═════ Material for the task ═════

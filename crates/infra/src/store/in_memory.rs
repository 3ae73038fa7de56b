//! In-memory store.
//!
//! A unit of work holds the store's mutex for its whole lifetime and operates
//! on a private copy of the state; `commit` writes the copy back. Units of
//! work are therefore fully serialised, which gives the same all-or-nothing
//! behaviour as a database transaction.

use std::collections::BTreeMap;
use std::sync::Arc;

use chrono::{DateTime, Utc};
use tokio::sync::{Mutex, OwnedMutexGuard};

use inventaris_core::{ProductId, PurchaseOrderId, SalesOrderId, SupplierId, TransactionId};
use inventaris_inventory::StockTransaction;
use inventaris_products::Product;
use inventaris_purchasing::{PurchaseOrder, PurchaseOrderStatus};
use inventaris_sales::{SalesOrder, SalesOrderStatus};
use inventaris_suppliers::{Supplier, SupplierStatus};

use super::query::{OrderQuery, Page, PageRequest, ProductQuery};
use super::{
    ProductRepository, PurchaseOrderRepository, SalesOrderRepository, Store, StoreError,
    StoreResult, SupplierRepository, TransactionLog, UnitOfWork,
};

#[derive(Debug, Clone, Default)]
struct StoreState {
    products: BTreeMap<ProductId, Product>,
    suppliers: BTreeMap<SupplierId, Supplier>,
    purchase_orders: BTreeMap<PurchaseOrderId, PurchaseOrder>,
    sales_orders: BTreeMap<SalesOrderId, SalesOrder>,
    transactions: BTreeMap<TransactionId, StockTransaction>,
}

/// Process-local store. Cloning shares the underlying state.
#[derive(Debug, Clone, Default)]
pub struct InMemoryStore {
    state: Arc<Mutex<StoreState>>,
}

impl InMemoryStore {
    pub fn new() -> Self {
        Self::default()
    }
}

#[async_trait::async_trait]
impl Store for InMemoryStore {
    async fn begin(&self) -> StoreResult<Box<dyn UnitOfWork>> {
        let guard = self.state.clone().lock_owned().await;
        let working = guard.clone();
        Ok(Box::new(InMemoryUnitOfWork { guard, working }))
    }

    fn backend(&self) -> &'static str {
        "memory"
    }
}

struct InMemoryUnitOfWork {
    guard: OwnedMutexGuard<StoreState>,
    working: StoreState,
}

fn newest_first<T: Clone>(
    rows: impl Iterator<Item = T>,
    created_at: impl Fn(&T) -> DateTime<Utc>,
) -> Vec<T> {
    let mut rows: Vec<T> = rows.collect();
    rows.sort_by_key(|r| std::cmp::Reverse(created_at(r)));
    rows
}

#[async_trait::async_trait]
impl ProductRepository for InMemoryUnitOfWork {
    async fn get_product(&mut self, id: ProductId) -> StoreResult<Option<Product>> {
        Ok(self.working.products.get(&id).cloned())
    }

    async fn lock_product(&mut self, id: ProductId) -> StoreResult<Option<Product>> {
        self.get_product(id).await
    }

    async fn find_product_by_sku(&mut self, sku: &str) -> StoreResult<Option<Product>> {
        Ok(self
            .working
            .products
            .values()
            .find(|p| p.sku() == sku)
            .cloned())
    }

    async fn list_products(
        &mut self,
        query: &ProductQuery,
        page: PageRequest,
    ) -> StoreResult<Page<Product>> {
        let mut rows: Vec<Product> = self
            .working
            .products
            .values()
            .filter(|p| query.matches(p))
            .cloned()
            .collect();
        query.sort(&mut rows);
        Ok(page.slice(&rows))
    }

    async fn all_products(&mut self) -> StoreResult<Vec<Product>> {
        Ok(self.working.products.values().cloned().collect())
    }

    async fn insert_product(&mut self, product: &Product) -> StoreResult<()> {
        if self.working.products.values().any(|p| p.sku() == product.sku()) {
            return Err(StoreError::Conflict(format!(
                "sku '{}' already exists",
                product.sku()
            )));
        }
        self.working
            .products
            .insert(product.id_typed(), product.clone());
        Ok(())
    }

    async fn update_product(&mut self, product: &Product) -> StoreResult<()> {
        let id = product.id_typed();
        if self
            .working
            .products
            .values()
            .any(|p| p.sku() == product.sku() && p.id_typed() != id)
        {
            return Err(StoreError::Conflict(format!(
                "sku '{}' already exists",
                product.sku()
            )));
        }
        match self.working.products.get_mut(&id) {
            Some(slot) => {
                *slot = product.clone();
                Ok(())
            }
            None => Err(StoreError::NotFound(format!("product {id}"))),
        }
    }

    async fn delete_product(&mut self, id: ProductId) -> StoreResult<()> {
        self.working
            .products
            .remove(&id)
            .map(|_| ())
            .ok_or_else(|| StoreError::NotFound(format!("product {id}")))
    }

    async fn categories(&mut self) -> StoreResult<Vec<String>> {
        let mut categories: Vec<String> = self
            .working
            .products
            .values()
            .map(|p| p.category().to_string())
            .collect();
        categories.sort();
        categories.dedup();
        Ok(categories)
    }
}

#[async_trait::async_trait]
impl SupplierRepository for InMemoryUnitOfWork {
    async fn get_supplier(&mut self, id: SupplierId) -> StoreResult<Option<Supplier>> {
        Ok(self.working.suppliers.get(&id).cloned())
    }

    async fn list_suppliers(
        &mut self,
        status: Option<SupplierStatus>,
    ) -> StoreResult<Vec<Supplier>> {
        Ok(newest_first(
            self.working
                .suppliers
                .values()
                .filter(|s| status.is_none_or(|wanted| s.status() == wanted))
                .cloned(),
            Supplier::created_at,
        ))
    }

    async fn insert_supplier(&mut self, supplier: &Supplier) -> StoreResult<()> {
        self.working
            .suppliers
            .insert(supplier.id_typed(), supplier.clone());
        Ok(())
    }

    async fn update_supplier(&mut self, supplier: &Supplier) -> StoreResult<()> {
        let id = supplier.id_typed();
        match self.working.suppliers.get_mut(&id) {
            Some(slot) => {
                *slot = supplier.clone();
                Ok(())
            }
            None => Err(StoreError::NotFound(format!("supplier {id}"))),
        }
    }

    async fn delete_supplier(&mut self, id: SupplierId) -> StoreResult<()> {
        if self.supplier_has_purchase_orders(id).await? {
            return Err(StoreError::Conflict(format!(
                "supplier {id} is referenced by purchase orders"
            )));
        }
        self.working
            .suppliers
            .remove(&id)
            .map(|_| ())
            .ok_or_else(|| StoreError::NotFound(format!("supplier {id}")))
    }
}

#[async_trait::async_trait]
impl PurchaseOrderRepository for InMemoryUnitOfWork {
    async fn get_purchase_order(
        &mut self,
        id: PurchaseOrderId,
    ) -> StoreResult<Option<PurchaseOrder>> {
        Ok(self.working.purchase_orders.get(&id).cloned())
    }

    async fn lock_purchase_order(
        &mut self,
        id: PurchaseOrderId,
    ) -> StoreResult<Option<PurchaseOrder>> {
        self.get_purchase_order(id).await
    }

    async fn list_purchase_orders(
        &mut self,
        query: &OrderQuery<PurchaseOrderStatus>,
        page: PageRequest,
    ) -> StoreResult<Page<PurchaseOrder>> {
        let needle = query.search_term();
        let rows = newest_first(
            self.working
                .purchase_orders
                .values()
                .filter(|o| query.status.is_none_or(|s| o.status() == s))
                .filter(|o| match &needle {
                    Some(n) => {
                        o.po_number().to_lowercase().contains(n)
                            || o.supplier_name()
                                .is_some_and(|name| name.to_lowercase().contains(n))
                    }
                    None => true,
                })
                .cloned(),
            PurchaseOrder::created_at,
        );
        Ok(page.slice(&rows))
    }

    async fn all_purchase_orders(&mut self) -> StoreResult<Vec<PurchaseOrder>> {
        Ok(self.working.purchase_orders.values().cloned().collect())
    }

    async fn insert_purchase_order(&mut self, order: &PurchaseOrder) -> StoreResult<()> {
        if self.po_number_exists(order.po_number()).await? {
            return Err(StoreError::Conflict(format!(
                "po_number '{}' already exists",
                order.po_number()
            )));
        }
        self.working
            .purchase_orders
            .insert(order.id_typed(), order.clone());
        Ok(())
    }

    async fn update_purchase_order(&mut self, order: &PurchaseOrder) -> StoreResult<()> {
        let id = order.id_typed();
        match self.working.purchase_orders.get_mut(&id) {
            Some(slot) => {
                *slot = order.clone();
                Ok(())
            }
            None => Err(StoreError::NotFound(format!("purchase order {id}"))),
        }
    }

    async fn delete_purchase_order(&mut self, id: PurchaseOrderId) -> StoreResult<()> {
        self.working
            .purchase_orders
            .remove(&id)
            .map(|_| ())
            .ok_or_else(|| StoreError::NotFound(format!("purchase order {id}")))
    }

    async fn po_number_exists(&mut self, po_number: &str) -> StoreResult<bool> {
        Ok(self
            .working
            .purchase_orders
            .values()
            .any(|o| o.po_number() == po_number))
    }

    async fn supplier_has_purchase_orders(&mut self, supplier_id: SupplierId) -> StoreResult<bool> {
        Ok(self
            .working
            .purchase_orders
            .values()
            .any(|o| o.supplier_id() == Some(supplier_id)))
    }

    async fn product_on_purchase_orders(&mut self, product_id: ProductId) -> StoreResult<bool> {
        Ok(self
            .working
            .purchase_orders
            .values()
            .any(|o| o.references_product(product_id)))
    }
}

═════

> [Goal of the exercise]: Take the first line of the material above as the start and the line that contains "let mut rows: Vec<T> = rows.collect();" as the end. Output only that span, every line exactly as it stands.

> [Result]:
filename crates/infra/src/store/in_memory.rs
repository 3ae73038fa7de56b
//! In-memory store.
//!
//! A unit of work holds the store's mutex for its whole lifetime and operates
//! on a private copy of the state; `commit` writes the copy back. Units of
//! work are therefore fully serialised, which gives the same all-or-nothing
//! behaviour as a database transaction.

use std::collections::BTreeMap;
use std::sync::Arc;

use chrono::{DateTime, Utc};
use tokio::sync::{Mutex, OwnedMutexGuard};

use inventaris_core::{ProductId, PurchaseOrderId, SalesOrderId, SupplierId, TransactionId};
use inventaris_inventory::StockTransaction;
use inventaris_products::Product;
use inventaris_purchasing::{PurchaseOrder, PurchaseOrderStatus};
use inventaris_sales::{SalesOrder, SalesOrderStatus};
use inventaris_suppliers::{Supplier, SupplierStatus};

use super::query::{OrderQuery, Page, PageRequest, ProductQuery};
use super::{
    ProductRepository, PurchaseOrderRepository, SalesOrderRepository, Store, StoreError,
    StoreResult, SupplierRepository, TransactionLog, UnitOfWork,
};

#[derive(Debug, Clone, Default)]
struct StoreState {
    products: BTreeMap<ProductId, Product>,
    suppliers: BTreeMap<SupplierId, Supplier>,
    purchase_orders: BTreeMap<PurchaseOrderId, PurchaseOrder>,
    sales_orders: BTreeMap<SalesOrderId, SalesOrder>,
    transactions: BTreeMap<TransactionId, StockTransaction>,
}

/// Process-local store. Cloning shares the underlying state.
#[derive(Debug, Clone, Default)]
pub struct InMemoryStore {
    state: Arc<Mutex<StoreState>>,
}

impl InMemoryStore {
    pub fn new() -> Self {
        Self::default()
    }
}

#[async_trait::async_trait]
impl Store for InMemoryStore {
    async fn begin(&self) -> StoreResult<Box<dyn UnitOfWork>> {
        let guard = self.state.clone().lock_owned().await;
        let working = guard.clone();
        Ok(Box::new(InMemoryUnitOfWork { guard, working }))
    }

    fn backend(&self) -> &'static str {
        "memory"
    }
}

struct InMemoryUnitOfWork {
    guard: OwnedMutexGuard<StoreState>,
    working: StoreState,
}

fn newest_first<T: Clone>(
    rows: impl Iterator<Item = T>,
    created_at: impl Fn(&T) -> DateTime<Utc>,
) -> Vec<T> {
    let mut rows: Vec<T> = rows.collect();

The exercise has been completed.